Desde que comenzó el paro nacional, que ya lleva más de dos meses de vida, se dio inicio a una guerra gráfica. Los grandes protagonistas han sido los muros de las ciudades donde los manifestantes han plasmado diferentes inconformidades por medio del arte. Desde la otra esquina, la facción más reaccionaria del país, aquella que llama a los primeros “terroristas urbanos”, se ha empeñado en borrar una y otra vez aquellas manifestaciones artísticas. Probablemente el primer gran hito de esta pugna se dio hace un par de años cuando el colectivo artístico Puro Veneno pintó en varias ciudades del país un mural que reza ¿Quién dio la orden?, aquel que muestra los rostros y nombres de los altos mandos del ejército que estuvieron detrás de los falsos positivos. Por supuesto que hasta ese momento se habían borrado murales y graffitis realizados en manifestaciones, pero aquello que despertó este colectivo en la ciudadanía fue diferente, tan potente hasta el punto de que los propios miembros de las fuerzas militares ejecutaron la orden de borrarlo.

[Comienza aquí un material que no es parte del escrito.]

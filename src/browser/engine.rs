//! Process-wide rendering engine.
//!
//! The engine is launched lazily by the first [`EngineManager::acquire`] and
//! shared by every later job. Concurrent callers during startup await the same
//! in-flight launch.

use std::future::Future;
use std::path::PathBuf;
use std::sync::Arc;

use chromiumoxide::cdp::browser_protocol::browser::CloseParams;
use chromiumoxide::{Browser, BrowserConfig};
use futures::future::{BoxFuture, FutureExt, Shared};
use futures::StreamExt;
use tokio::sync::Mutex;
use tokio::task::JoinHandle;
use tracing::{debug, error, info, warn};

use crate::config::Config;
use crate::error::BrowserError;

type LaunchResult<T> = Result<Arc<T>, String>;
type LaunchFuture<T> = Shared<BoxFuture<'static, LaunchResult<T>>>;

/// Memoizes one in-flight or finished launch of `T`.
///
/// A failed launch is forgotten so the next caller starts a fresh one.
pub struct LaunchSlot<T> {
    slot: Mutex<Option<LaunchFuture<T>>>,
}

impl<T: Send + Sync + 'static> LaunchSlot<T> {
    pub fn new() -> Self {
        Self {
            slot: Mutex::new(None),
        }
    }

    /// Returns the memoized value, starting `launch` only when nothing is memoized
    pub async fn get_or_launch<F, Fut>(&self, launch: F) -> LaunchResult<T>
    where
        F: FnOnce() -> Fut,
        Fut: Future<Output = Result<T, String>> + Send + 'static,
    {
        let pending = {
            let mut slot = self.slot.lock().await;
            match slot.as_ref() {
                Some(pending) => pending.clone(),
                None => {
                    let pending = launch().map(|r| r.map(Arc::new)).boxed().shared();
                    *slot = Some(pending.clone());
                    pending
                }
            }
        };

        let result = pending.clone().await;
        if result.is_err() {
            let mut slot = self.slot.lock().await;
            if slot.as_ref().is_some_and(|current| current.ptr_eq(&pending)) {
                *slot = None;
            }
        }
        result
    }

    /// Clears the slot, handing back whatever was memoized
    pub async fn take(&self) -> Option<LaunchFuture<T>> {
        self.slot.lock().await.take()
    }

    pub async fn is_empty(&self) -> bool {
        self.slot.lock().await.is_none()
    }
}

impl<T: Send + Sync + 'static> Default for LaunchSlot<T> {
    fn default() -> Self {
        Self::new()
    }
}

/// Launch options taken from [`Config`]
#[derive(Debug, Clone)]
pub struct EngineSettings {
    pub executable: Option<PathBuf>,
    pub headless: bool,
}

impl EngineSettings {
    pub fn from_config(config: &Config) -> Self {
        Self {
            executable: config.chrome_executable.as_ref().map(PathBuf::from),
            headless: config.headless,
        }
    }
}

/// A launched browser plus the task draining its event handler
pub struct Engine {
    browser: Browser,
    handler: JoinHandle<()>,
}

impl Engine {
    pub fn browser(&self) -> &Browser {
        &self.browser
    }

    async fn shutdown(&self) {
        if let Err(e) = self.browser.execute(CloseParams::default()).await {
            warn!("rendering engine did not acknowledge close: {}", e);
        }
        self.handler.abort();
    }
}

/// Owner of the shared rendering engine handle
pub struct EngineManager {
    settings: EngineSettings,
    slot: LaunchSlot<Engine>,
}

impl EngineManager {
    pub fn new(settings: EngineSettings) -> Self {
        Self {
            settings,
            slot: LaunchSlot::new(),
        }
    }

    /// Shared engine, launched on first use
    pub async fn acquire(&self) -> Result<Arc<Engine>, BrowserError> {
        let settings = self.settings.clone();
        self.slot
            .get_or_launch(move || async move {
                launch_engine(&settings).await.map_err(|e| e.to_string())
            })
            .await
            .map_err(|message| BrowserError::LaunchFailed { message })
    }

    /// Closes the engine if one was launched; safe to call at any time
    pub async fn release(&self) {
        let Some(pending) = self.slot.take().await else {
            debug!("no rendering engine to release");
            return;
        };
        match pending.await {
            Ok(engine) => {
                engine.shutdown().await;
                info!("🛑 rendering engine released");
            }
            Err(message) => debug!("engine launch had failed, nothing to close: {}", message),
        }
    }
}

/// Launches a browser and spawns its event loop
pub async fn launch_engine(settings: &EngineSettings) -> Result<Engine, BrowserError> {
    info!("🚀 launching rendering engine...");

    let mut builder = BrowserConfig::builder().args(vec![
        "--disable-gpu",
        "--no-sandbox",
        "--disable-dev-shm-usage",
        "--remote-debugging-port=0",
    ]);
    if settings.headless {
        builder = builder.new_headless_mode();
    } else {
        builder = builder.with_head();
    }
    if let Some(path) = &settings.executable {
        debug!("using browser binary {}", path.display());
        builder = builder.chrome_executable(path);
    }
    let config = builder.build().map_err(|message| {
        error!("invalid rendering engine config: {}", message);
        BrowserError::LaunchFailed { message }
    })?;

    let (browser, mut handler) = Browser::launch(config).await.map_err(|e| {
        error!("failed to launch rendering engine: {}", e);
        BrowserError::LaunchFailed {
            message: e.to_string(),
        }
    })?;

    let handler = tokio::spawn(async move {
        while let Some(h) = handler.next().await {
            if h.is_err() {
                break;
            }
        }
    });

    info!("✅ rendering engine ready");
    Ok(Engine { browser, handler })
}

La ciudad fantasma es aquella que solo existe en la memoria de aquellos que rechazan el presente y se niegan a cambiar de ideas, a aceptar que las cosas pueden ser diferentes a la forma en que ellos las aprendieron. La ciudad fantasma es la que está llena de grafitis alusivos a grupos delincuenciales o de grupos paramilitares que pueden permanecer décadas sin que nadie las toque o tilde a sus autores de terrorismo. La ciudad fantasma es esa en la que aún con las calles atiborradas de basura se escuchan clamores en nombre de “la cultura” amenazada por los “vándalos”. Esa cultura tan propia de la ciudad fantasma que hoy no es más que un espectro que sobrevuela el presente, quejándose de que ya nada es como antes y atribuyendo todo a la falta de disciplina, aquella “mano dura” con la que ellos fueron “educados”. La cultura del ocultamiento, del culto falso al pasado que ellos no construyeron sino que, todo lo contrario, dejaron desmoronar con su indiferencia política hasta transformarse en las ruinas que hoy habitamos.

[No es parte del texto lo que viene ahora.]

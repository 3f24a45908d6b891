//! Logging setup and banner helpers

use tracing::info;
use tracing_subscriber::EnvFilter;

use crate::config::Config;

/// Installs the global subscriber. `RUST_LOG` wins over the configured default.
pub fn init(verbose: bool) {
    let default = if verbose {
        "info,textbook_export=debug"
    } else {
        "info"
    };
    let filter = EnvFilter::try_from_default_env().unwrap_or_else(|_| EnvFilter::new(default));
    // A subscriber may already be installed (tests)
    let _ = tracing_subscriber::fmt().with_env_filter(filter).try_init();
}

pub fn log_startup(config: &Config, classes: usize, ids: usize) {
    info!("{}", "=".repeat(60));
    info!("🚀 textbook export service starting");
    info!(
        "📊 job gate: {}, subsection gate: {}",
        config.max_concurrent_jobs, config.max_concurrent_subsections
    );
    info!(
        "⏱️ fetch timeout: {}s, ui wait ceiling: {}s",
        config.fetch_timeout_secs, config.ui_wait_timeout_secs
    );
    info!(
        "🎨 allow-list from {}: {} classes, {} ids",
        config.stylesheet_path, classes, ids
    );
    info!("{}", "=".repeat(60));
}

pub fn log_job_start(slug: &str, url: &str) {
    info!("\n{}", "=".repeat(60));
    info!("[job {}] 📦 export started", slug);
    info!("[job {}] source: {}", slug, url);
    info!("{}", "=".repeat(60));
}

pub fn log_job_complete(slug: &str, parts: usize, subsections: usize, degraded: usize) {
    info!("\n{}", "─".repeat(60));
    info!(
        "[job {}] ✅ export complete: {} parts, {} subsections",
        slug, parts, subsections
    );
    if degraded > 0 {
        info!("[job {}] ⚠️ {} subsections exported empty", slug, degraded);
    }
    info!(
        "completed at {}",
        chrono::Local::now().format("%Y-%m-%d %H:%M:%S")
    );
    info!("{}", "─".repeat(60));
}

pub fn log_shutdown() {
    info!("{}", "=".repeat(60));
    info!("🛑 shutting down");
    info!("{}", "=".repeat(60));
}
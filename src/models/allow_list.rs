use std::collections::HashSet;
use std::path::Path;

use cssparser::{
    AtRuleParser, CowRcStr, ParseError, Parser, ParserInput, ParserState, QualifiedRuleParser,
    StyleSheetParser, Token,
};

use crate::error::ConfigError;

/// At-rules whose blocks hold ordinary style rules.
const GROUPING_AT_RULES: &[&str] = &["media", "supports", "layer", "container", "document"];

/// Class and id names the style sheet gives meaning to.
///
/// Built once at startup and shared read-only by every job.
#[derive(Debug, Clone, Default, PartialEq, Eq)]
pub struct AllowList {
    classes: HashSet<String>,
    ids: HashSet<String>,
}

impl AllowList {
    pub fn new<C, I>(classes: C, ids: I) -> Self
    where
        C: IntoIterator,
        C::Item: Into<String>,
        I: IntoIterator,
        I::Item: Into<String>,
    {
        Self {
            classes: classes.into_iter().map(Into::into).collect(),
            ids: ids.into_iter().map(Into::into).collect(),
        }
    }

    /// Collects the class and id tokens of every selector in `css`.
    ///
    /// Declarations are skipped, so hex colours never register as ids.
    /// Escaped identifiers such as `.sm\:flex` register unescaped.
    pub fn from_css(css: &str) -> Self {
        let mut allow = AllowList::default();
        let mut input = ParserInput::new(css);
        let mut parser = Parser::new(&mut input);
        let mut collector = RuleCollector { allow: &mut allow };
        for result in StyleSheetParser::new(&mut parser, &mut collector) {
            // Unparseable rules are skipped
            let _ = result;
        }
        allow
    }

    /// Reads and parses a style sheet; an unreadable or selector-free file is an error
    pub fn load(path: impl AsRef<Path>) -> Result<Self, ConfigError> {
        let path = path.as_ref();
        let css = std::fs::read_to_string(path).map_err(|source| ConfigError::ReadFailed {
            path: path.display().to_string(),
            source,
        })?;
        let allow = Self::from_css(&css);
        if allow.is_empty() {
            return Err(ConfigError::EmptyAllowList {
                path: path.display().to_string(),
            });
        }
        Ok(allow)
    }

    pub fn allows_class(&self, class: &str) -> bool {
        self.classes.contains(class)
    }

    pub fn allows_id(&self, id: &str) -> bool {
        self.ids.contains(id)
    }

    pub fn class_count(&self) -> usize {
        self.classes.len()
    }

    pub fn id_count(&self) -> usize {
        self.ids.len()
    }

    pub fn is_empty(&self) -> bool {
        self.classes.is_empty() && self.ids.is_empty()
    }
}

struct RuleCollector<'a> {
    allow: &'a mut AllowList,
}

impl<'i> AtRuleParser<'i> for RuleCollector<'_> {
    type Prelude = ();
    type AtRule = ();
    type Error = ();

    fn parse_prelude<'t>(
        &mut self,
        name: CowRcStr<'i>,
        input: &mut Parser<'i, 't>,
    ) -> Result<Self::Prelude, ParseError<'i, Self::Error>> {
        if GROUPING_AT_RULES.iter().any(|rule| name.eq_ignore_ascii_case(rule)) {
            while input.next().is_ok() {}
            Ok(())
        } else {
            Err(input.new_custom_error(()))
        }
    }

    fn rule_without_block(
        &mut self,
        _prelude: Self::Prelude,
        _start: &ParserState,
    ) -> Result<Self::AtRule, ()> {
        Ok(())
    }

    fn parse_block<'t>(
        &mut self,
        _prelude: Self::Prelude,
        _start: &ParserState,
        input: &mut Parser<'i, 't>,
    ) -> Result<Self::AtRule, ParseError<'i, Self::Error>> {
        for result in StyleSheetParser::new(input, self) {
            let _ = result;
        }
        Ok(())
    }
}

impl<'i> QualifiedRuleParser<'i> for RuleCollector<'_> {
    type Prelude = ();
    type QualifiedRule = ();
    type Error = ();

    fn parse_prelude<'t>(
        &mut self,
        input: &mut Parser<'i, 't>,
    ) -> Result<Self::Prelude, ParseError<'i, Self::Error>> {
        collect_selector_tokens(input, self.allow);
        Ok(())
    }

    fn parse_block<'t>(
        &mut self,
        _prelude: Self::Prelude,
        _start: &ParserState,
        input: &mut Parser<'i, 't>,
    ) -> Result<Self::QualifiedRule, ParseError<'i, Self::Error>> {
        while input.next().is_ok() {}
        Ok(())
    }
}

/// `.name` and `#name` tokens, descending into pseudo-class arguments.
/// Attribute selectors are not entered, so quoted values never register.
fn collect_selector_tokens<'i>(input: &mut Parser<'i, '_>, allow: &mut AllowList) {
    let mut after_dot = false;
    while let Ok(token) = input.next_including_whitespace() {
        let token = token.clone();
        match &token {
            Token::Ident(name) if after_dot => {
                allow.classes.insert(name.to_string());
            }
            Token::IDHash(name) => {
                allow.ids.insert(name.to_string());
            }
            Token::Function(_) | Token::ParenthesisBlock => {
                let _ = input.parse_nested_block(|nested| {
                    collect_selector_tokens(nested, allow);
                    Ok::<_, ParseError<'i, ()>>(())
                });
            }
            _ => {}
        }
        after_dot = matches!(token, Token::Delim('.'));
    }
}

Hoy, después de decenas de muertos, cientos de desaparecidos y miles de heridos, parece que el culto a la ciudad fantasma está triunfando, pues cada vez son más los que salen a llenar los muros con pintura gris, matando así la expresión diversa de una ciudadanía inconforme. A medida que se expande la convocatoria para la movilización del 20 de julio, son más las voces que ruegan a una nueva muestra de amor de la ya tan cansina relación entre las fuerzas del orden y “los ciudadanos de bien”. Algunos incluso llaman a la organización ciudadana para resistir al “terrorismo urbano”, eufemismo elegante para el ya viejo paramilitarismo. Estos llamamientos encubren un problema mayor que solo dejaré aquí enunciado y es ¿para qué o de quién es la ciudad? Para los defensores de la ciudad fantasma no importa, pues, los muertos ni las quejas de sus iguales, pues añoran vivir en una ciudad que calle y obedezca sin chistar, como lo hacen ellos y como le exigen constantemente a las fuerzas del orden que lo hagan.

Los instigadores de la ciudad fantasma son precisamente aquellos que se han lucrado con la decadencia de lo que otros tanto añoran. Durante décadas los políticos han desangrado el erario público, han construido obras dignas que ciudades fantasmas, esas que brillan por su ausencia, han hecho de las ciudades territorios desiguales. El cinismo con el que ahora estos políticos encabezan la defensa de la ciudad fantasma no es otra cosa que la vieja estrategia populista heredada de los totalitarismos del siglo XX: alguien está destruyendo una forma de vivir y deben ser atacados. Es una lástima que hoy no nos preguntemos el porqué tantas cosas han entrado en crisis desde hace décadas,  que no nos cuestionemos qué de aquello que hemos heredado vale la pena conservar. Es una pena que mientras se viva en una situación tan tensa como la actual, partes de la ciudadanía en complicidad con agentes del Estado prefieran cuidar la integridad de los muros de la ciudad fantasma antes que preocuparse por la sangre derramada de los habitantes de ciudades reales.